For the 1969 models, known internally as model S, Volvo bored out the B18 engine from 84.14 mm to 88.90 mm (3.31 to 3.50 inches), increasing displacement to 1,986 cc (121 cu. in.). The new B20B, as the engine was called, was otherwise little different than the B18B, although the compression ratio was lowered half a point, to 9.5:1, and the oil cooler was deleted; Volvo concluded that improvements in motor oil had made it unnecessary. Power was up only slightly, to 118 gross horsepower SAE (88 kW), or 105 net horsepower DIN (77 kW), but torque improved by about 10%, from 112 lb-ft (151 N-m) to 123 lb-ft (166 N-m). Other useful additions were an alternator, replacing the previous generator, and Volvo’s unusual 3×2 dual-circuit brake system, which ensured that both front brakes and at least one rear brake would work if one circuit were lost.
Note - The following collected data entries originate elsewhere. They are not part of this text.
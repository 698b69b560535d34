use std::path::PathBuf;

use thiserror::Error;

/// Why a version lookup failed. `VersionLocator::locate` logs these and
/// collapses all of them to `Version::UNKNOWN`.
#[derive(Debug, Error)]
pub enum LocateError {
    #[error("couldn't find {}", .path.display())]
    NotFound { path: PathBuf },

    #[error("{op}({}): {reason}", .path.display())]
    Unavailable {
        op: &'static str,
        path: PathBuf,
        reason: String,
    },

    #[error("no version info ({})", .path.display())]
    NoVersionInfo { path: PathBuf },

    #[error("{reason} ({})", .path.display())]
    Malformed { path: PathBuf, reason: String },
}

#[derive(Debug, Clone, Copy, PartialEq, Eq)]
pub enum FailureKind {
    FileNotFound,
    MetadataUnavailable,
    MetadataMalformed,
}

impl LocateError {
    pub fn kind(&self) -> FailureKind {
        match self {
            LocateError::NotFound { .. } => FailureKind::FileNotFound,
            LocateError::Unavailable { .. } | LocateError::NoVersionInfo { .. } => {
                FailureKind::MetadataUnavailable
            }
            LocateError::Malformed { .. } => FailureKind::MetadataMalformed,
        }
    }

    pub(crate) fn unavailable(op: &'static str, path: impl Into<PathBuf>, reason: impl ToString) -> Self {
        LocateError::Unavailable {
            op,
            path: path.into(),
            reason: reason.to_string(),
        }
    }

    pub(crate) fn malformed(path: impl Into<PathBuf>, reason: impl ToString) -> Self {
        LocateError::Malformed {
            path: path.into(),
            reason: reason.to_string(),
        }
    }
}

#[derive(Debug, Error)]
pub enum ConfigError {
    #[error("IO error on {}: {source}", .path.display())]
    Io {
        path: PathBuf,
        #[source]
        source: std::io::Error,
    },

    #[error("invalid config file {}: {source}", .path.display())]
    Parse {
        path: PathBuf,
        #[source]
        source: toml::de::Error,
    },

    #[error("failed to serialize config: {0}")]
    Serialize(#[from] toml::ser::Error),
}
use std::collections::{BTreeMap, HashMap};
use std::fs;
use std::io;
use std::path::{Path, PathBuf};

use serde::{Deserialize, Serialize};

use crate::error::ConfigError;

/// String settings keyed by name.
pub trait ConfigStore {
    fn read_string(&self, key: &str, default: &str) -> String;

    fn write_string(&mut self, key: &str, value: &str) -> Result<(), ConfigError>;
}

/// On-disk layout: one flat table of string settings.
#[derive(Debug, Clone, Default, Serialize, Deserialize)]
struct Settings {
    #[serde(flatten)]
    values: BTreeMap<String, String>,
}

/// Settings persisted as a flat TOML table.
#[derive(Debug, Clone)]
pub struct TomlConfig {
    path: PathBuf,
    settings: Settings,
}

impl TomlConfig {
    /// Loads `path`; a missing file is an empty config.
    pub fn open(path: impl Into<PathBuf>) -> Result<Self, ConfigError> {
        let path = path.into();
        let settings = match fs::read_to_string(&path) {
            Ok(text) => toml::from_str(&text).map_err(|source| ConfigError::Parse {
                path: path.clone(),
                source,
            })?,
            Err(e) if e.kind() == io::ErrorKind::NotFound => Settings::default(),
            Err(source) => return Err(ConfigError::Io { path, source }),
        };
        Ok(TomlConfig { path, settings })
    }

    pub fn path(&self) -> &Path {
        &self.path
    }

    fn save(&self) -> Result<(), ConfigError> {
        let io_err = |source: io::Error| ConfigError::Io {
            path: self.path.clone(),
            source,
        };

        if let Some(parent) = self.path.parent().filter(|p| !p.as_os_str().is_empty()) {
            fs::create_dir_all(parent).map_err(io_err)?;
        }
        let text = toml::to_string(&self.settings)?;
        fs::write(&self.path, text).map_err(io_err)
    }
}

impl ConfigStore for TomlConfig {
    fn read_string(&self, key: &str, default: &str) -> String {
        self.settings.values.get(key).cloned().unwrap_or_else(|| default.to_string())
    }

    // The in-memory value is kept even when saving fails.
    fn write_string(&mut self, key: &str, value: &str) -> Result<(), ConfigError> {
        self.settings.values.insert(key.to_string(), value.to_string());
        self.save()
    }
}

#[derive(Debug, Clone, Default)]
pub struct MemoryConfig {
    values: HashMap<String, String>,
}

impl MemoryConfig {
    pub fn new() -> Self {
        Self::default()
    }

    pub fn set(&mut self, key: impl Into<String>, value: impl Into<String>) {
        self.values.insert(key.into(), value.into());
    }

    pub fn get(&self, key: &str) -> Option<&str> {
        self.values.get(key).map(String::as_str)
    }
}

impl ConfigStore for MemoryConfig {
    fn read_string(&self, key: &str, default: &str) -> String {
        self.get(key).unwrap_or(default).to_string()
    }

    fn write_string(&mut self, key: &str, value: &str) -> Result<(), ConfigError> {
        self.set(key, value);
        Ok(())
    }
}
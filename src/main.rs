use std::path::PathBuf;
use std::process::ExitCode;

use anyhow::{Context, Result};
use clap::Parser;
use tracing_subscriber::EnvFilter;

use hearthlog::paths;
use hearthlog::{ConfigStore, ConsolePrompt, InstallDirectoryResolver, TomlConfig, VersionLocator};

#[derive(Parser)]
#[command(version = paths::APP_VERSION, about = "Locate Hearthstone and print its version")]
struct Args {
    /// Config file (defaults to config.toml in the user data directory)
    #[arg(short, long)]
    config: Option<PathBuf>,

    /// Save this Hearthstone directory before looking
    #[arg(short, long)]
    dir: Option<PathBuf>,

    /// Fail instead of asking for the directory
    #[arg(long)]
    no_prompt: bool,

    /// Log every lookup step
    #[arg(short, long)]
    verbose: bool,
}

fn init_logging(verbose: bool) {
    let default = if verbose { "debug" } else { "warn" };
    let filter = EnvFilter::try_from_default_env().unwrap_or_else(|_| EnvFilter::new(default));
    tracing_subscriber::fmt()
        .with_env_filter(filter)
        .with_writer(std::io::stderr)
        .with_target(false)
        .init();
}

fn run(args: Args) -> Result<bool> {
    let config_path = match args.config {
        Some(path) => path,
        None => paths::config_file().context("could not determine the user data directory")?,
    };
    let mut config = TomlConfig::open(&config_path)?;
    tracing::debug!("config: {}", config.path().display());

    if let Some(dir) = &args.dir {
        config
            .write_string(paths::INSTALL_DIR_KEY, &dir.to_string_lossy())
            .with_context(|| format!("failed to save {}", paths::INSTALL_DIR_KEY))?;
    }

    let locator = VersionLocator::native();
    let version = if args.no_prompt {
        Some(locator.locate(&config)).filter(|v| !v.is_unknown())
    } else {
        InstallDirectoryResolver::new(locator, config, ConsolePrompt::stdio()).resolve_version()
    };

    match version {
        Some(version) => {
            println!("Hearthstone v{version} (0x{:016X})", version.as_u64());
            Ok(true)
        }
        None => {
            eprintln!("Hearthstone not found");
            Ok(false)
        }
    }
}

fn main() -> ExitCode {
    let args = Args::parse();
    init_logging(args.verbose);

    match run(args) {
        Ok(true) => ExitCode::SUCCESS,
        Ok(false) => ExitCode::FAILURE,
        Err(e) => {
            eprintln!("error: {e:#}");
            ExitCode::FAILURE
        }
    }
}
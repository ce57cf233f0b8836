//! Deadline-based autoplay timer.
//!
//! The engine arms a single deadline instead of owning an OS timer; the
//! host's tick drives it. Tearing the timer down and recreating it (the
//! rule when autoplay, interval, pause state, or per-view changes) is a
//! disarm followed by a fresh arm.

use std::time::{Duration, Instant};

#[derive(Debug, Clone)]
pub struct AutoplayTimer {
    interval: Duration,
    deadline: Option<Instant>,
}

impl AutoplayTimer {
    pub fn new(interval: Duration) -> Self {
        Self {
            interval,
            deadline: None,
        }
    }

    pub fn is_armed(&self) -> bool {
        self.deadline.is_some()
    }

    pub fn interval(&self) -> Duration {
        self.interval
    }

    /// Arm a full interval from `now`, replacing any pending deadline.
    pub fn arm(&mut self, now: Instant) {
        self.deadline = Some(now + self.interval);
    }

    pub fn disarm(&mut self) {
        self.deadline = None;
    }

    /// Replace the interval; an armed timer restarts from `now`.
    pub fn set_interval(&mut self, interval: Duration, now: Instant) {
        self.interval = interval;
        if self.deadline.is_some() {
            self.arm(now);
        }
    }

    /// True exactly when the deadline has been reached; re-arms a full
    /// interval from `now`. A late tick yields one firing, not a burst.
    pub fn fire(&mut self, now: Instant) -> bool {
        match self.deadline {
            Some(deadline) if now >= deadline => {
                self.deadline = Some(now + self.interval);
                true
            }
            _ => false,
        }
    }
}
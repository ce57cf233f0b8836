//! Registry for managing multiple carousel engines keyed by CarouselKey.

use std::collections::HashMap;
use std::collections::hash_map::Entry;
use std::time::Instant;

use rondo_model::{CarouselConfig, CarouselKey, ConfigError};

use crate::engine::state::CarouselEngine;

/// A host page usually runs several independent carousels (articles,
/// projects, per-section strips). Each engine owns its state exclusively;
/// the registry only maps keys to instances.
#[derive(Debug, Clone, Default)]
pub struct CarouselRegistry {
    engines: HashMap<CarouselKey, CarouselEngine>,
}

impl CarouselRegistry {
    pub fn new() -> Self {
        Self::default()
    }

    /// Get a mutable reference, creating a new engine with the provided
    /// factory when absent.
    pub fn get_or_insert_with<F>(
        &mut self,
        key: CarouselKey,
        init: F,
    ) -> &mut CarouselEngine
    where
        F: FnOnce() -> CarouselEngine,
    {
        self.engines.entry(key).or_insert_with(init)
    }

    pub fn get(&self, key: &CarouselKey) -> Option<&CarouselEngine> {
        self.engines.get(key)
    }

    pub fn get_mut(&mut self, key: &CarouselKey) -> Option<&mut CarouselEngine> {
        self.engines.get_mut(key)
    }

    /// Drop the engine for a key. The engine is poll-driven, so removal is
    /// also its cancellation: no deadline or pending frame callback
    /// survives it.
    pub fn remove(&mut self, key: &CarouselKey) -> Option<CarouselEngine> {
        self.engines.remove(key)
    }

    /// Convenience helper creating an engine when absent and bringing
    /// dynamic properties up to date when present, so initial carousels
    /// reflect current counts and viewport without waiting for an event.
    pub fn ensure(
        &mut self,
        key: CarouselKey,
        config: CarouselConfig,
        item_count: usize,
        viewport_width: f32,
        now: Instant,
    ) -> Result<&mut CarouselEngine, ConfigError> {
        match self.engines.entry(key) {
            Entry::Vacant(slot) => {
                let engine = CarouselEngine::new(
                    config,
                    item_count,
                    viewport_width,
                    now,
                )?;
                Ok(slot.insert(engine))
            }
            Entry::Occupied(slot) => {
                let engine = slot.into_mut();
                engine.set_item_count(item_count);
                engine.set_viewport_width(viewport_width);
                engine.sync_autoplay(now);
                Ok(engine)
            }
        }
    }

    /// Snapshot of all keys currently in the registry.
    pub fn keys(&self) -> Vec<CarouselKey> {
        self.engines.keys().cloned().collect()
    }

    pub fn len(&self) -> usize {
        self.engines.len()
    }

    pub fn is_empty(&self) -> bool {
        self.engines.is_empty()
    }
}

#[cfg(test)]
mod tests {
    use super::*;
    use uuid::Uuid;

    #[test]
    fn ensure_creates_then_refreshes() {
        let now = Instant::now();
        let mut registry = CarouselRegistry::new();

        let engine = registry
            .ensure(
                CarouselKey::Articles,
                CarouselConfig::default(),
                5,
                1280.0,
                now,
            )
            .unwrap();
        assert_eq!(engine.per_view(), 3);
        engine.advance(rondo_model::Direction::Forward, now);
        let moved = engine.track_index();

        // Same geometry: the existing engine survives untouched.
        let engine = registry
            .ensure(
                CarouselKey::Articles,
                CarouselConfig::default(),
                5,
                1280.0,
                now,
            )
            .unwrap();
        assert_eq!(engine.track_index(), moved);

        // New count: refreshed in place, not recreated.
        let engine = registry
            .ensure(
                CarouselKey::Articles,
                CarouselConfig::default(),
                8,
                1280.0,
                now,
            )
            .unwrap();
        assert_eq!(engine.item_count(), 8);
        assert_eq!(engine.track_index(), 6);
    }

    #[test]
    fn ensure_rejects_invalid_config_for_new_entries() {
        let mut registry = CarouselRegistry::new();
        let bad = CarouselConfig {
            autoplay_interval_ms: 0,
            ..Default::default()
        };
        assert!(registry
            .ensure(CarouselKey::Projects, bad, 5, 1280.0, Instant::now())
            .is_err());
        assert!(registry.is_empty());
    }

    #[test]
    fn keys_are_scoped_per_instance() {
        let now = Instant::now();
        let mut registry = CarouselRegistry::new();
        let section = Uuid::new_v4();
        for key in [
            CarouselKey::Articles,
            CarouselKey::Projects,
            CarouselKey::Section(section),
            CarouselKey::Custom("footer"),
        ] {
            registry
                .ensure(key, CarouselConfig::default(), 3, 800.0, now)
                .unwrap();
        }
        assert_eq!(registry.len(), 4);

        registry
            .get_mut(&CarouselKey::Section(section))
            .unwrap()
            .advance(rondo_model::Direction::Forward, now);
        // Other instances are unaffected.
        assert_eq!(
            registry.get(&CarouselKey::Articles).unwrap().track_index(),
            4
        );
        assert_eq!(
            registry
                .get(&CarouselKey::Section(section))
                .unwrap()
                .track_index(),
            5
        );
    }

    #[test]
    fn get_or_insert_with_runs_factory_once() {
        let now = Instant::now();
        let mut registry = CarouselRegistry::new();
        let factory = || {
            CarouselEngine::new(CarouselConfig::default(), 5, 1280.0, now)
                .expect("default config is valid")
        };
        registry
            .get_or_insert_with(CarouselKey::Team, factory)
            .advance(rondo_model::Direction::Forward, now);
        let engine = registry.get_or_insert_with(CarouselKey::Team, factory);
        assert_eq!(engine.track_index(), 7);
    }

    #[test]
    fn remove_drops_the_engine() {
        let now = Instant::now();
        let mut registry = CarouselRegistry::new();
        registry
            .ensure(
                CarouselKey::Custom("hero"),
                CarouselConfig::default(),
                5,
                1280.0,
                now,
            )
            .unwrap();
        assert!(registry.remove(&CarouselKey::Custom("hero")).is_some());
        assert!(registry.get(&CarouselKey::Custom("hero")).is_none());
        assert!(registry.remove(&CarouselKey::Custom("hero")).is_none());
    }
}
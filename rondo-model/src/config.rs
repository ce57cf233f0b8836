//! Static configuration for a carousel instance. These can be derived from
//! presets (hero, strip) or provided ad-hoc by callsites.

use crate::breakpoints::Breakpoints;
use crate::error::{ConfigError, Result};

#[derive(Debug, Clone, Copy, PartialEq)]
#[cfg_attr(feature = "serde", derive(serde::Serialize, serde::Deserialize))]
#[cfg_attr(feature = "serde", serde(default))]
pub struct CarouselConfig {
    /// Whether the carousel advances on its own while unpaused.
    pub autoplay: bool,
    /// Autoplay cadence in milliseconds.
    pub autoplay_interval_ms: u64,
    /// Transition duration in milliseconds while animation is enabled.
    pub transition_ms: u64,
    /// Whether manual prev/next affordances are rendered.
    pub show_arrows: bool,
    /// Minimum accumulated touch delta that commits a swipe navigation.
    pub touch_swipe_threshold: f32,
    /// Minimum accumulated pointer delta that commits a drag navigation.
    pub pointer_drag_threshold: f32,
    /// Width thresholds deriving the visible slot count.
    pub breakpoints: Breakpoints,
}

impl Default for CarouselConfig {
    fn default() -> Self {
        Self {
            autoplay: true,
            autoplay_interval_ms: 2500,
            transition_ms: 700,
            show_arrows: true,
            touch_swipe_threshold: 60.0,
            pointer_drag_threshold: 80.0,
            breakpoints: Breakpoints::new(768.0, 1024.0),
        }
    }
}

impl CarouselConfig {
    /// Defaults for a front-page hero rotation: autoplay on, arrows shown.
    pub const fn hero_defaults() -> Self {
        Self {
            autoplay: true,
            autoplay_interval_ms: 2500,
            transition_ms: 700,
            show_arrows: true,
            touch_swipe_threshold: 60.0,
            pointer_drag_threshold: 80.0,
            breakpoints: Breakpoints::new(768.0, 1024.0),
        }
    }

    /// Defaults for an inline content strip: manual navigation only.
    pub const fn strip_defaults() -> Self {
        Self {
            autoplay: false,
            autoplay_interval_ms: 4000,
            transition_ms: 450,
            show_arrows: true,
            touch_swipe_threshold: 60.0,
            pointer_drag_threshold: 80.0,
            breakpoints: Breakpoints::new(768.0, 1024.0),
        }
    }

    /// Reject configurations the engine cannot honor.
    pub fn validate(&self) -> Result<()> {
        if self.autoplay_interval_ms == 0 {
            return Err(ConfigError::ZeroAutoplayInterval);
        }
        if self.transition_ms == 0 {
            return Err(ConfigError::ZeroTransition);
        }
        if self.touch_swipe_threshold <= 0.0 {
            return Err(ConfigError::NonPositiveThreshold {
                kind: "touch",
                value: self.touch_swipe_threshold,
            });
        }
        if self.pointer_drag_threshold <= 0.0 {
            return Err(ConfigError::NonPositiveThreshold {
                kind: "pointer",
                value: self.pointer_drag_threshold,
            });
        }
        if self.breakpoints.two_up_min >= self.breakpoints.three_up_min {
            return Err(ConfigError::UnorderedBreakpoints {
                two_up_min: self.breakpoints.two_up_min,
                three_up_min: self.breakpoints.three_up_min,
            });
        }
        Ok(())
    }
}

#[cfg(test)]
mod tests {
    use super::*;

    #[test]
    fn defaults_validate() {
        assert!(CarouselConfig::default().validate().is_ok());
        assert!(CarouselConfig::hero_defaults().validate().is_ok());
        assert!(CarouselConfig::strip_defaults().validate().is_ok());
    }

    #[test]
    fn zero_interval_rejected() {
        let cfg = CarouselConfig {
            autoplay_interval_ms: 0,
            ..Default::default()
        };
        assert_eq!(cfg.validate(), Err(ConfigError::ZeroAutoplayInterval));
    }

    #[test]
    fn zero_transition_rejected() {
        let cfg = CarouselConfig {
            transition_ms: 0,
            ..Default::default()
        };
        assert_eq!(cfg.validate(), Err(ConfigError::ZeroTransition));
    }

    #[test]
    fn non_positive_thresholds_rejected() {
        let cfg = CarouselConfig {
            touch_swipe_threshold: 0.0,
            ..Default::default()
        };
        assert!(matches!(
            cfg.validate(),
            Err(ConfigError::NonPositiveThreshold { kind: "touch", .. })
        ));

        let cfg = CarouselConfig {
            pointer_drag_threshold: -1.0,
            ..Default::default()
        };
        assert!(matches!(
            cfg.validate(),
            Err(ConfigError::NonPositiveThreshold { kind: "pointer", .. })
        ));
    }

    #[test]
    fn unordered_breakpoints_rejected() {
        let cfg = CarouselConfig {
            breakpoints: Breakpoints::new(1024.0, 768.0),
            ..Default::default()
        };
        assert!(matches!(
            cfg.validate(),
            Err(ConfigError::UnorderedBreakpoints { .. })
        ));
    }
}
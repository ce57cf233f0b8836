//! Message and event types for driving a carousel engine.

use rondo_model::{Direction, GestureKind};

/// Input events a host feeds into [`handle_message`]. Timestamps enter
/// through that function's `now` parameter, so messages stay plain data.
///
/// [`handle_message`]: super::update::handle_message
#[derive(Debug, Clone, Copy, PartialEq)]
pub enum CarouselMessage {
    /// Manual "next" affordance.
    Next,
    /// Manual "previous" affordance.
    Prev,

    /// Pointer or finger entered the carousel surface (pauses autoplay).
    PointerEntered,
    /// Pointer left the surface. Ends any in-progress gesture with its
    /// last known delta before releasing the pause.
    PointerExited,

    /// A drag or swipe began at the given horizontal coordinate.
    GestureStarted { kind: GestureKind, x: f32 },
    /// The contact moved to a new horizontal coordinate.
    GestureMoved { x: f32 },
    /// The contact lifted; the accumulated delta resolves against the
    /// configured threshold for its kind.
    GestureEnded,

    /// Host frame/timer tick: drives the autoplay deadline, the
    /// transition clock, and the one-frame animation re-enable.
    Tick,
    /// The rendering surface reports its transition completed (for
    /// surfaces that animate on their own instead of polling the clock).
    TransitionFinished,

    /// Viewport width changed.
    ViewportResized(f32),
    /// The host's item list changed length.
    ItemsChanged(usize),
}

/// Observable outcomes of one [`handle_message`] call, in occurrence
/// order.
///
/// [`handle_message`]: super::update::handle_message
#[derive(Debug, Clone, Copy, PartialEq)]
pub enum CarouselEvent {
    /// The cursor stepped one slot.
    Advanced {
        direction: Direction,
        track_index: isize,
    },
    /// A transition settled (internal clock expiry or external signal).
    TransitionSettled,
    /// The cursor was relocated by one safe-list period, unanimated.
    Teleported { from: isize, to: isize },
    /// Safe list and loop track were rebuilt (item or per-view change).
    Rebuilt { per_view: usize },
}
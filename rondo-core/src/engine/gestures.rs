//! Gesture state for an in-progress pointer or touch interaction.
//!
//! Exists only between gesture start and end, and is owned exclusively by
//! one engine instance. The tracker records coordinates; threshold
//! resolution against the configured touch/pointer limits happens in the
//! update layer.

use rondo_model::GestureKind;

#[derive(Debug, Clone, Copy)]
struct ActiveGesture {
    kind: GestureKind,
    start_x: f32,
    delta: f32,
}

#[derive(Debug, Clone, Default)]
pub struct GestureTracker {
    active: Option<ActiveGesture>,
}

impl GestureTracker {
    pub fn new() -> Self {
        Self::default()
    }

    pub fn is_active(&self) -> bool {
        self.active.is_some()
    }

    /// Begin tracking at the given coordinate. A second start replaces the
    /// first (a new contact supersedes a stale one).
    pub fn begin(&mut self, kind: GestureKind, x: f32) {
        self.active = Some(ActiveGesture {
            kind,
            start_x: x,
            delta: 0.0,
        });
    }

    /// Update the accumulated delta from the current coordinate.
    /// Ignored when no gesture is in progress.
    pub fn update(&mut self, x: f32) {
        if let Some(gesture) = &mut self.active {
            gesture.delta = x - gesture.start_x;
        }
    }

    /// Finish the gesture, yielding its kind and final accumulated delta.
    pub fn finish(&mut self) -> Option<(GestureKind, f32)> {
        self.active.take().map(|g| (g.kind, g.delta))
    }
}
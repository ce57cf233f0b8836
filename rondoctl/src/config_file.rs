//! Optional TOML configuration for the exerciser.

use std::fs;
use std::path::Path;

use anyhow::{Context, Result};
use rondo_model::CarouselConfig;
use serde::Deserialize;

#[derive(Debug, Default, Deserialize)]
#[serde(default, deny_unknown_fields)]
pub struct FileConfig {
    pub carousel: Option<CarouselConfig>,
    pub items: Option<Vec<String>>,
}

impl FileConfig {
    /// The carousel section, falling back to engine defaults.
    pub fn carousel(&self) -> CarouselConfig {
        self.carousel.unwrap_or_default()
    }

    /// Whether the file explicitly set breakpoints (the TUI otherwise
    /// remaps the web-pixel defaults onto terminal-column tiers).
    pub fn has_breakpoints(&self) -> bool {
        use rondo_model::Breakpoints;
        self.carousel
            .is_some_and(|c| c.breakpoints != Breakpoints::default())
    }
}

pub fn load_optional(path: Option<&Path>) -> Result<FileConfig> {
    let Some(path) = path else {
        return Ok(FileConfig::default());
    };
    let raw = fs::read_to_string(path)
        .with_context(|| format!("reading config file {}", path.display()))?;
    let parsed: FileConfig = toml::from_str(&raw)
        .with_context(|| format!("parsing config file {}", path.display()))?;
    parsed
        .carousel()
        .validate()
        .with_context(|| format!("validating config file {}", path.display()))?;
    Ok(parsed)
}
The 1800S was never a runaway sales success, but it found a unique niche, abetted by its television exploits (see the sidebar above). The coupe sold well through the middle of the decade, typically accounting for around 4,500 units a year. By 1968, however, sales were slipping, falling to a disappointing 1,693 units for 1969. Performance had never been outstanding to begin with and the 1800S was increasingly pressed by cheaper rivals like the MGB GT. To survive, the 1800 would need more extensive changes.